There are some solutions, but none that we found that are both cost efficient and and simple and safe to those issues with, yeah. How the locks hold. Anyways, so keys would be one thing. And then the other thing is tracking photos. We are still, every time we take pictures of units every time we go into a unit, we're constantly like, taking new pictures, losing those pictures, not uploading them to the right place.
They take too long to upload. That person went, this person went, then we don't have, we're taking a picture of the door, and then a picture of the You uploaded and we're just not productively and smoothly and time efficiently getting those pictures into the right places. It's easy to track. It's wasting a lot of time.
And I've seen some software that does that handles us, but it's very expensive. So I think there's room in those 2 places as far as tech
MPD: stuff. What do you use the pictures for? Why is that so important to you?
Amy: We're dealing with thousands of units. And and we are a company who, when we're first purchasing a building, we're walking through every single unit.

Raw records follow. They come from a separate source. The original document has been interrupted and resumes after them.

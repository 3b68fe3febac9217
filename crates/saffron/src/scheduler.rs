//! Cooperative task scheduling (§4.7, §5).
//!
//! Ported from `original_source/src/libc/async.c` and `libc/task.c`: a
//! round-robin run queue plus a parallel sleeper list, not a generic
//! priority queue (the original's own `getTasks` carries a
//! `// TODO: Make the queue a heapq` that was never acted on; Saffron keeps
//! the linear scan rather than inventing a heap the reference never had).

use crate::{heap::HeapId, value::Value};

/// Bits of [`CallFrameObj::state`]. Mirrors the C original's anonymous
/// bitflag enum (`SPAWNED`, `PAUSED`, `EXECUTING`, `GENERATOR`, `FINISHED`)
/// restricted to the subset spec.md's task model actually uses.
pub mod frame_state {
    pub const SPAWNED: u8 = 1 << 0;
    pub const PAUSED: u8 = 1 << 1;
    pub const EXECUTING: u8 = 1 << 2;
    pub const FINISHED: u8 = 1 << 3;
}

/// The yield-op discriminant a task's `yield [op, ...]` list encodes in slot
/// 0 (§4.7). Only `SLEEP` is in scope; anything else is a runtime error.
pub const YIELD_SLEEP: i64 = 1;

/// One suspended or running call frame, tracked independently of the value
/// stack frame used for ordinary (non-task) calls. Corresponds to
/// `ObjCallFrame` in `original_source/src/vm.h`.
#[derive(Debug)]
pub struct CallFrameObj {
    pub closure: HeapId,
    pub ip: usize,
    /// Index into this frame's own private value stack (tasks do not share
    /// the main VM stack — each gets its own, per §5's isolation
    /// invariant), mirroring `ObjCallFrame.stack` in the original.
    pub stack: Vec<Value>,
    pub slots_base: usize,
    pub state: u8,
    /// Value stashed by `getTasks()` to wake a sleeper: `true` once its
    /// deadline has passed, consumed by the next `resume`.
    pub stored: Value,
    pub result: Value,
    pub parent: Option<HeapId>,
    /// Upvalues still open on this frame's own stack, most-recently-opened
    /// last. The reference keeps one VM-global open-upvalue list keyed by
    /// stack pointer; Saffron gives every frame a private stack instead
    /// (§5's task-isolation invariant), so the open list is private to the
    /// frame it points into as well.
    pub open_upvalues: Vec<HeapId>,
}

impl CallFrameObj {
    /// `state` starts at 0 (not `SPAWNED`): an ordinary call creates a frame
    /// that is neither a task root nor currently in any scheduler queue.
    /// `Vm::spawn_task` sets `SPAWNED` explicitly on the frames it hands to
    /// `Scheduler::spawn`.
    pub fn new(closure: HeapId, ip: usize) -> Self {
        Self {
            closure,
            ip,
            stack: Vec::new(),
            slots_base: 0,
            state: 0,
            stored: Value::Nil,
            result: Value::Nil,
            parent: None,
            open_upvalues: Vec::new(),
        }
    }

    pub fn is_finished(&self) -> bool {
        self.state & frame_state::FINISHED != 0
    }
}

/// A `Task` value: a thin wrapper around the spawned call frame it tracks
/// (§3 `Task`). `getResult`/`isReady` read straight through to the frame.
#[derive(Debug)]
pub struct TaskObj {
    pub frame: HeapId,
}

struct Sleeper {
    frame: HeapId,
    wake_at: f64,
}

/// The round-robin scheduler: a run queue of task call frames plus a
/// sleeper list, advanced one step per `yield`/task switch (§4.7).
///
/// `now` is supplied by the caller (the VM) rather than read from a clock
/// here, so the scheduler itself stays deterministic and testable.
#[derive(Default)]
pub struct Scheduler {
    tasks: Vec<HeapId>,
    current: usize,
    sleepers: Vec<Sleeper>,
}

impl Scheduler {
    pub fn new() -> Self {
        Self { tasks: Vec::new(), current: 0, sleepers: Vec::new() }
    }

    pub fn spawn(&mut self, frame: HeapId) {
        self.tasks.push(frame);
    }

    pub fn is_empty(&self) -> bool {
        self.tasks.is_empty()
    }

    pub fn current_frame(&self) -> Option<HeapId> {
        self.tasks.get(self.current).copied()
    }

    /// Every frame the scheduler still holds a reference to, running or
    /// sleeping — used by the GC to root tasks the caller's own value stack
    /// no longer references directly (§4.6).
    pub fn all_frames(&self) -> impl Iterator<Item = HeapId> + '_ {
        self.tasks.iter().copied().chain(self.sleepers.iter().map(|s| s.frame))
    }

    /// The soonest deadline among sleeping tasks, if any. When the run queue
    /// is empty but a task is sleeping, this is how long the VM has to
    /// actually wait (there being only one OS thread) before anything in the
    /// program can make progress again.
    pub fn earliest_wake(&self) -> Option<f64> {
        self.sleepers.iter().map(|s| s.wake_at).fold(None, |acc, wake_at| {
            Some(acc.map_or(wake_at, |min: f64| min.min(wake_at)))
        })
    }

    /// Promotes sleepers whose deadline has passed onto the run queue.
    /// Ported from `getTasks()`: a linear scan, removing in place as it
    /// finds expired entries. Returns how many were promoted.
    pub fn wake_expired(&mut self, now: f64) -> usize {
        let mut promoted = 0;
        let mut i = 0;
        while i < self.sleepers.len() {
            if self.sleepers[i].wake_at < now {
                let sleeper = self.sleepers.remove(i);
                self.tasks.push(sleeper.frame);
                promoted += 1;
            } else {
                i += 1;
            }
        }
        promoted
    }

    /// Advances past the current task without suspending it (plain
    /// `yield;` with no op-list, or end of `handle_yield_value`'s default
    /// branch): round-robins to the next task.
    pub fn advance(&mut self, now: f64) {
        if (self.current + 1) >= self.tasks.len() {
            self.wake_expired(now);
        }
        if !self.tasks.is_empty() {
            self.current = (self.current + 1) % self.tasks.len();
        }
    }

    /// Puts the current task to sleep for `seconds` and switches to the
    /// next runnable task, exactly as `handle_yield_value`'s `SLEEP` case
    /// does: pop current out of the run queue, top up the queue from
    /// expired sleepers if it would otherwise go empty, then re-mod the
    /// cursor by the (possibly just-grown) queue length.
    pub fn sleep_current(&mut self, now: f64, seconds: f64) {
        if self.tasks.is_empty() {
            return;
        }
        let frame = self.tasks.remove(self.current);
        self.sleepers.push(Sleeper { frame, wake_at: now + seconds });
        if self.current >= self.tasks.len() {
            self.wake_expired(now);
        }
        if !self.tasks.is_empty() {
            self.current %= self.tasks.len();
        }
    }

    /// Removes a finished task's frame from the run queue without putting
    /// it to sleep (the task returned normally and its slot must not be
    /// revisited).
    pub fn retire_current(&mut self, now: f64) {
        if self.tasks.is_empty() {
            return;
        }
        self.tasks.remove(self.current);
        if self.current >= self.tasks.len() {
            self.wake_expired(now);
        }
        if !self.tasks.is_empty() {
            self.current %= self.tasks.len();
        }
    }
}

#[cfg(test)]
mod tests {
    use pretty_assertions::assert_eq;

    use super::*;
    use crate::heap::HeapId;

    fn id(n: u32) -> HeapId {
        HeapId::from_raw(n)
    }

    #[test]
    fn sleeping_task_is_not_scheduled_again_until_its_deadline() {
        let mut sched = Scheduler::new();
        sched.spawn(id(1));
        sched.spawn(id(2));
        sched.sleep_current(0.0, 10.0);
        assert_eq!(sched.current_frame(), Some(id(2)));
        assert_eq!(sched.wake_expired(5.0), 0);
        assert_eq!(sched.wake_expired(11.0), 1);
    }

    #[test]
    fn retiring_the_last_task_leaves_the_queue_empty() {
        let mut sched = Scheduler::new();
        sched.spawn(id(1));
        sched.retire_current(0.0);
        assert!(sched.is_empty());
    }
}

And then we're, we micromanage our properties in the beginning to stabilize them. And and so we're walking every unit and then we're making a construction plan. For every single individual unit, that's part of our budgeting and then we're going back. So that's what we do prior to buying. And then we're going back into those units and.
Making more specific plans for that once we take over and so what's happening is the same unit is probably getting past, pass through 3 times before we start construction and 3 sets of people are taking pictures and tracking it on their own. And so we're tracking what does it look like when we purchase the property?
What does it look like once we're midway through construction? What does it look like once it's done with construction? And then on an ongoing basis, what is that unit looking like? And it just, we're just doing so much massive amounts of double work on this.
MPD: There's a company we're actually investors in called Onsite IQ.
And they've got people with these really high tech cameras on backpacks and they walk the floor. It's mainly for like commercial build outs and they create these AI engaged 360 degree models of the actual space so that developers can see progress of the actual space and they can rewind and see if.
The construction teams are actually on plan. Yes. So there might be like a, what you're describing as a light version of that. Yes. Yes. Very cool. But that's super interesting. It's great for us because we, when you're living in this horizontal world of software, where you support a lot of industries, it's hard to know the nuanced problems people live with until you hear it from the horse's mouth.
Amy: And some of them are really simple problems, right? Like those two things I just said, these aren't like complicated things. These are both. Yeah, the tech is out there. So it's just a matter of hooking it up together, getting softwares to link and then doing it. The most important thing is in a cost efficient way.
MPD: Awesome. Amy, great to have you on. Thank you so much for your time.
Amy: Great to be on. Thanks for having me.
MPD: Super awesome to have Amy on. She's super charismatic. She told me after we stopped recording that she actually. Was an actress by training. She studied econ and acting cause I was complimenting her and how good she was on the pod. And there, there's an interesting thread there to probably pull on and understand how these kind of orthogonal skills really do play very materially in business.